[Aim of the exercise] Repeat exactly the lines from the start of the entries below through the line containing "tool and the". Omit the rest.

[Data records]
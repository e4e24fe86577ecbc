//! # Fetch layer
//!
//! The engine never talks to the observation warehouse directly: it goes through
//! the [`ObservationSource`] trait, which returns fully materialized rows or
//! fails as a whole.
//!
//! [`InMemorySource`] is a complete implementation over rows held in memory,
//! optionally loaded from a CSV export. It is what the command line tool and the
//! tests use.
use camino::Utf8Path;
use hifitime::Epoch;
use std::fs::File;
use tracing::{debug, warn};

use crate::{
    constants::{Designation, Seconds},
    mpcq_errors::MpcqError,
    observations::{csv_reader::read_records, Observation, ObservationRecord},
    submissions::{summarize_submissions, Submission},
    time::{parse_timestamp, shift_seconds},
};

/// Inclusive time interval used to restrict a fetch.
#[derive(Debug, Clone, Copy, PartialEq)]
pub struct TimeRange {
    pub start: Epoch,
    pub end: Epoch,
}

impl TimeRange {
    /// Interval between two epochs, whatever their order.
    pub fn new(a: Epoch, b: Epoch) -> Self {
        TimeRange {
            start: a.min(b),
            end: a.max(b),
        }
    }

    /// `[start - margin, end + margin]`
    pub fn widened(start: Epoch, end: Epoch, margin: Seconds) -> Self {
        TimeRange::new(shift_seconds(start, -margin), shift_seconds(end, margin))
    }

    pub fn contains(&self, t: &Epoch) -> bool {
        self.start <= *t && *t <= self.end
    }
}

/// Source of observation rows and submission histories.
///
/// Implementations must be shareable across the worker threads of the engine.
/// Both methods return every requested row or an error; partial results are
/// never returned.
pub trait ObservationSource: Send + Sync {
    /// Observation rows of the given objects, optionally restricted to a time range.
    fn fetch_observations(
        &self,
        designations: &[Designation],
        time_range: Option<&TimeRange>,
    ) -> Result<Vec<ObservationRecord>, MpcqError>;

    /// Per-submission summaries of the given objects.
    fn fetch_submission_history(
        &self,
        designations: &[Designation],
    ) -> Result<Vec<Submission>, MpcqError>;
}

/// An [`ObservationSource`] over rows held in memory.
#[derive(Debug, Clone, Default)]
pub struct InMemorySource {
    records: Vec<ObservationRecord>,
}

impl InMemorySource {
    pub fn from_records(records: Vec<ObservationRecord>) -> Self {
        InMemorySource { records }
    }

    pub fn from_observations(observations: &[Observation]) -> Self {
        InMemorySource {
            records: observations.iter().map(ObservationRecord::from).collect(),
        }
    }

    /// Load rows from CSV content. Rows that cannot be deserialized are logged and
    /// skipped; the others are kept unvalidated, as a warehouse would return them.
    pub fn from_reader<R: std::io::Read>(reader: R) -> Result<Self, MpcqError> {
        let (records, rejected) = read_records(reader)?;
        if !rejected.is_empty() {
            warn!(
                rejected = rejected.len(),
                "Some reference rows could not be read"
            );
        }
        debug!(rows = records.len(), "In-memory source loaded");
        Ok(InMemorySource { records })
    }

    pub fn from_csv(path: &Utf8Path) -> Result<Self, MpcqError> {
        Self::from_reader(File::open(path)?)
    }

    pub fn len(&self) -> usize {
        self.records.len()
    }

    pub fn is_empty(&self) -> bool {
        self.records.is_empty()
    }

    /// Distinct designations, in order of first appearance.
    pub fn designations(&self) -> Vec<Designation> {
        let mut seen = Vec::new();
        for record in &self.records {
            let d = Designation::from(record.designation.as_str());
            if !seen.contains(&d) {
                seen.push(d);
            }
        }
        seen
    }

    fn rows_for<'a>(
        &'a self,
        designations: &'a [Designation],
    ) -> impl Iterator<Item = &'a ObservationRecord> + 'a {
        self.records
            .iter()
            .filter(move |r| designations.iter().any(|d| d.matches(&r.designation)))
    }
}

impl ObservationSource for InMemorySource {
    fn fetch_observations(
        &self,
        designations: &[Designation],
        time_range: Option<&TimeRange>,
    ) -> Result<Vec<ObservationRecord>, MpcqError> {
        Ok(self
            .rows_for(designations)
            .filter(|r| {
                let Some(range) = time_range else {
                    return true;
                };
                // Rows with an unreadable time are returned so the caller can reject them
                match parse_timestamp(r.obstime.as_deref().unwrap_or_default()) {
                    Ok(t) => range.contains(&t),
                    Err(_) => true,
                }
            })
            .cloned()
            .collect())
    }

    fn fetch_submission_history(
        &self,
        designations: &[Designation],
    ) -> Result<Vec<Submission>, MpcqError> {
        let mut history = Vec::new();
        for designation in designations {
            let observations: Vec<Observation> = self
                .rows_for(std::slice::from_ref(designation))
                .filter_map(|r| match r.into_observation() {
                    Ok(obs) => Some(obs),
                    Err(err) => {
                        warn!(%designation, obsid = %r.obsid, %err, "Skipping invalid row in submission history");
                        None
                    }
                })
                .collect();
            history.extend(summarize_submissions(designation, &observations));
        }
        Ok(history)
    }
}
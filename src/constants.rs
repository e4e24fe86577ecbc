//! # Constants and type definitions for mpcq
//!
//! This module centralizes the **unit conversions**, the **default matching tolerances**,
//! and the **common type definitions** used throughout the `mpcq` library.
//!
//! ## Overview
//!
//! - Unit conversions (degrees ↔ arcseconds, days ↔ seconds)
//! - Default tolerances shared by cross-matching and duplicate detection
//! - Core type aliases used across the crate
//! - Identifiers for minor planets ([`Designation`])
//!
//! The default tolerances (30 s, 2.0″) are part of the observable behavior of the
//! crate and are reproduced by [`Tolerance::default`](crate::crossmatch::Tolerance).

use std::convert::Infallible;

// -------------------------------------------------------------------------------------------------
// Unit conversions
// -------------------------------------------------------------------------------------------------

/// Number of seconds in a day
pub const SECONDS_PER_DAY: f64 = 86_400.0;

/// Arcseconds in one degree
pub const ARCSEC_PER_DEG: f64 = 3_600.0;

/// Full circle in degrees, used to wrap right ascension
pub const FULL_CIRCLE_DEG: f64 = 360.0;

// -------------------------------------------------------------------------------------------------
// Matching defaults
// -------------------------------------------------------------------------------------------------

/// Default time tolerance for cross-matching and duplicate detection (seconds)
pub const DEFAULT_TIME_TOLERANCE: Seconds = 30.0;

/// Default angular tolerance for cross-matching and duplicate detection (arcseconds)
pub const DEFAULT_ANGLE_TOLERANCE: ArcSec = 2.0;

/// Two separations closer than this are considered equal by the best-match selector
pub const SEPARATION_TIE_EPS: ArcSec = 1e-9;

/// Submission identifier used by the MPC for historical batches with no recorded submission time
pub const UNKNOWN_SUBMISSION_ID: &str = "00000000";

// -------------------------------------------------------------------------------------------------
// Type aliases
// -------------------------------------------------------------------------------------------------

/// Angle in degrees
pub type Degree = f64;
/// Angle in arcseconds
pub type ArcSec = f64;
/// Time span in seconds
pub type Seconds = f64;
/// MPC code identifying an observatory (3 characters)
pub type MpcCode = String;
/// Identifier of a batch of observations reported together
pub type SubmissionId = String;

// -------------------------------------------------------------------------------------------------
// Identifiers
// -------------------------------------------------------------------------------------------------

/// Designation of a minor planet.
///
/// This can be:
/// - A permanent number (e.g. `Permanent(433)`)
/// - A provisional designation (e.g. `"2022 AJ2"`)
#[derive(Debug, Clone, PartialEq, Eq, Hash, PartialOrd, Ord)]
pub enum Designation {
    /// Numbered object (permid)
    Permanent(u32),
    /// Provisional designation (provid)
    Provisional(String),
}

impl Designation {
    /// Check whether a raw designation string, as found in a warehouse row,
    /// refers to this object.
    pub fn matches(&self, raw: &str) -> bool {
        *self == Designation::from(raw)
    }
}

impl std::fmt::Display for Designation {
    fn fmt(&self, f: &mut std::fmt::Formatter<'_>) -> std::fmt::Result {
        match self {
            Designation::Permanent(n) => write!(f, "{n}"),
            Designation::Provisional(s) => write!(f, "{s}"),
        }
    }
}

impl From<u32> for Designation {
    fn from(n: u32) -> Self {
        Designation::Permanent(n)
    }
}

impl From<&str> for Designation {
    /// Pure digits that fit a `u32` → `Permanent`, anything else → `Provisional`.
    fn from(s: &str) -> Self {
        let s = s.trim();
        match s.parse::<u32>() {
            Ok(n) if s.chars().all(|c| c.is_ascii_digit()) => Designation::Permanent(n),
            _ => Designation::Provisional(s.to_string()),
        }
    }
}

impl From<String> for Designation {
    fn from(s: String) -> Self {
        Designation::from(s.as_str())
    }
}

impl std::str::FromStr for Designation {
    type Err = Infallible;

    fn from_str(s: &str) -> Result<Self, Self::Err> {
        Ok(Designation::from(s))
    }
}

#[cfg(test)]
mod constants_test {
    use super::*;

    #[test]
    fn test_designation_from_str() {
        assert_eq!(Designation::from("433"), Designation::Permanent(433));
        assert_eq!(
            Designation::from("2022 AJ2"),
            Designation::Provisional("2022 AJ2".into())
        );
        assert_eq!(Designation::from(" 1 "), Designation::Permanent(1));
        // Leading sign is not a numbered object
        assert_eq!(
            Designation::from("+12"),
            Designation::Provisional("+12".into())
        );
        // Overflowing numbers stay provisional
        assert_eq!(
            Designation::from("99999999999"),
            Designation::Provisional("99999999999".into())
        );
    }

    #[test]
    fn test_designation_matches_and_display() {
        let d = Designation::from("2013 RR165");
        assert!(d.matches("2013 RR165"));
        assert!(!d.matches("2013 RR166"));
        assert_eq!(d.to_string(), "2013 RR165");
        assert_eq!(Designation::Permanent(8467).to_string(), "8467");
    }
}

[Response to this exercise]
repository e4e24fe86577ecbc
//! # Fetch layer
//!
//! The engine never talks to the observation warehouse directly: it goes through
//! the [`ObservationSource`] trait, which returns fully materialized rows or
//! fails as a whole.
//!
//! [`InMemorySource`] is a complete implementation over rows held in memory,
//! optionally loaded from a CSV export. It is what the command line tool and the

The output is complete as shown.